[Stored data entries]

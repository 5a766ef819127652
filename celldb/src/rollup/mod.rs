use crate::dependency::{resolve_formulas, FormulaResolution};
use crate::document::{CellValue, ColumnValues};
use crate::formula::Evaluator;
use crate::format::resolve_option_label;
use crate::relation::{DocumentCache, RelationResolution};
use crate::schema::{Aggregation, DatabaseContent, PropertyKind, PropertyType, RollupConfig};
use crate::store::DocumentStore;
use crate::summary::aggregate;
use std::collections::{BTreeMap, HashMap};

/// Compute every rollup column of `content`: property id -> row id -> value.
///
/// Linked rows come from `relations`, so a rollup works over forward and
/// back relations alike. A rollup whose relation, target document or target
/// property cannot be found yields null for every row, as does a row with no
/// linked rows.
///
/// Formula targets are evaluated in the target document first. Relation and
/// rollup columns of the target document are not resolved for this.
pub fn resolve_rollups<S: DocumentStore + ?Sized>(
    content: &DatabaseContent,
    relations: &RelationResolution,
    store: &S,
    cache: &mut DocumentCache,
    evaluator: &Evaluator,
) -> ColumnValues {
    let mut columns = ColumnValues::new();
    let mut target_formulas: HashMap<String, FormulaResolution> = HashMap::new();

    for prop in &content.properties {
        let PropertyKind::Rollup(config) = &prop.kind else {
            continue;
        };
        let values = rollup_column(content, config, relations, store, cache, evaluator, &mut target_formulas)
            .unwrap_or_else(|| {
                content
                    .rows
                    .iter()
                    .map(|row| (row.id.clone(), CellValue::Null))
                    .collect()
            });
        columns.insert(prop.id.clone(), values);
    }

    columns
}

fn rollup_column<S: DocumentStore + ?Sized>(
    content: &DatabaseContent,
    config: &RollupConfig,
    relations: &RelationResolution,
    store: &S,
    cache: &mut DocumentCache,
    evaluator: &Evaluator,
    target_formulas: &mut HashMap<String, FormulaResolution>,
) -> Option<BTreeMap<String, CellValue>> {
    let Some(relation) = content
        .property(&config.relation_property_id)
        .and_then(|p| p.relation_config())
    else {
        log::warn!(
            "Rollup relation {} is missing or not a relation",
            config.relation_property_id
        );
        return None;
    };
    let page_id = relation.database_page_id.as_str();
    let target = cache.get(store, page_id)?;
    let Some(target_prop) = target.property(&config.target_property_id) else {
        log::warn!(
            "Rollup target property {} not found in {page_id}",
            config.target_property_id
        );
        return None;
    };

    if target_prop.property_type() == PropertyType::Formula && !target_formulas.contains_key(page_id) {
        let resolution = resolve_formulas(target, &ColumnValues::new(), evaluator);
        target_formulas.insert(page_id.to_string(), resolution);
    }
    let formulas = target_formulas.get(page_id);
    let dates = target_prop.property_type() == PropertyType::Date;

    let mut column = BTreeMap::new();
    for row in &content.rows {
        let linked = relations.linked(&config.relation_property_id, &row.id);
        let mut values: Vec<CellValue> = Vec::with_capacity(linked.len());
        for id in linked {
            let Some(target_row) = target.row(id) else {
                continue;
            };
            let value = match (&target_prop.kind, formulas) {
                (PropertyKind::Formula { .. }, Some(formulas)) => formulas
                    .value(&target_row.id, &target_prop.id)
                    .cloned()
                    .unwrap_or_default(),
                _ => target_row.cell(&target_prop.id).clone(),
            };
            values.push(value);
        }

        let value = if values.is_empty() {
            CellValue::Null
        } else if config.aggregation == Aggregation::ShowOriginal {
            let labels: Vec<CellValue> = values
                .iter()
                .map(|v| CellValue::Text(resolve_option_label(v, target_prop)))
                .collect();
            aggregate(&labels, config.aggregation, dates)
        } else {
            aggregate(&values, config.aggregation, dates)
        };
        column.insert(row.id.clone(), value);
    }

    Some(column)
}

WHAT IS EXPECTED:
Reproduce exactly the lines above from the line with "first. Relation and" to the line with "let mut target_formulas: HashMap<String, FormulaResolution>", including both, and add nothing.

ANSWER TO THE EXERCISE:
/// Formula targets are evaluated in the target document first. Relation and
/// rollup columns of the target document are not resolved for this.
pub fn resolve_rollups<S: DocumentStore + ?Sized>(
    content: &DatabaseContent,
    relations: &RelationResolution,
    store: &S,
    cache: &mut DocumentCache,
    evaluator: &Evaluator,
) -> ColumnValues {
    let mut columns = ColumnValues::new();
    let mut target_formulas: HashMap<String, FormulaResolution> = HashMap::new();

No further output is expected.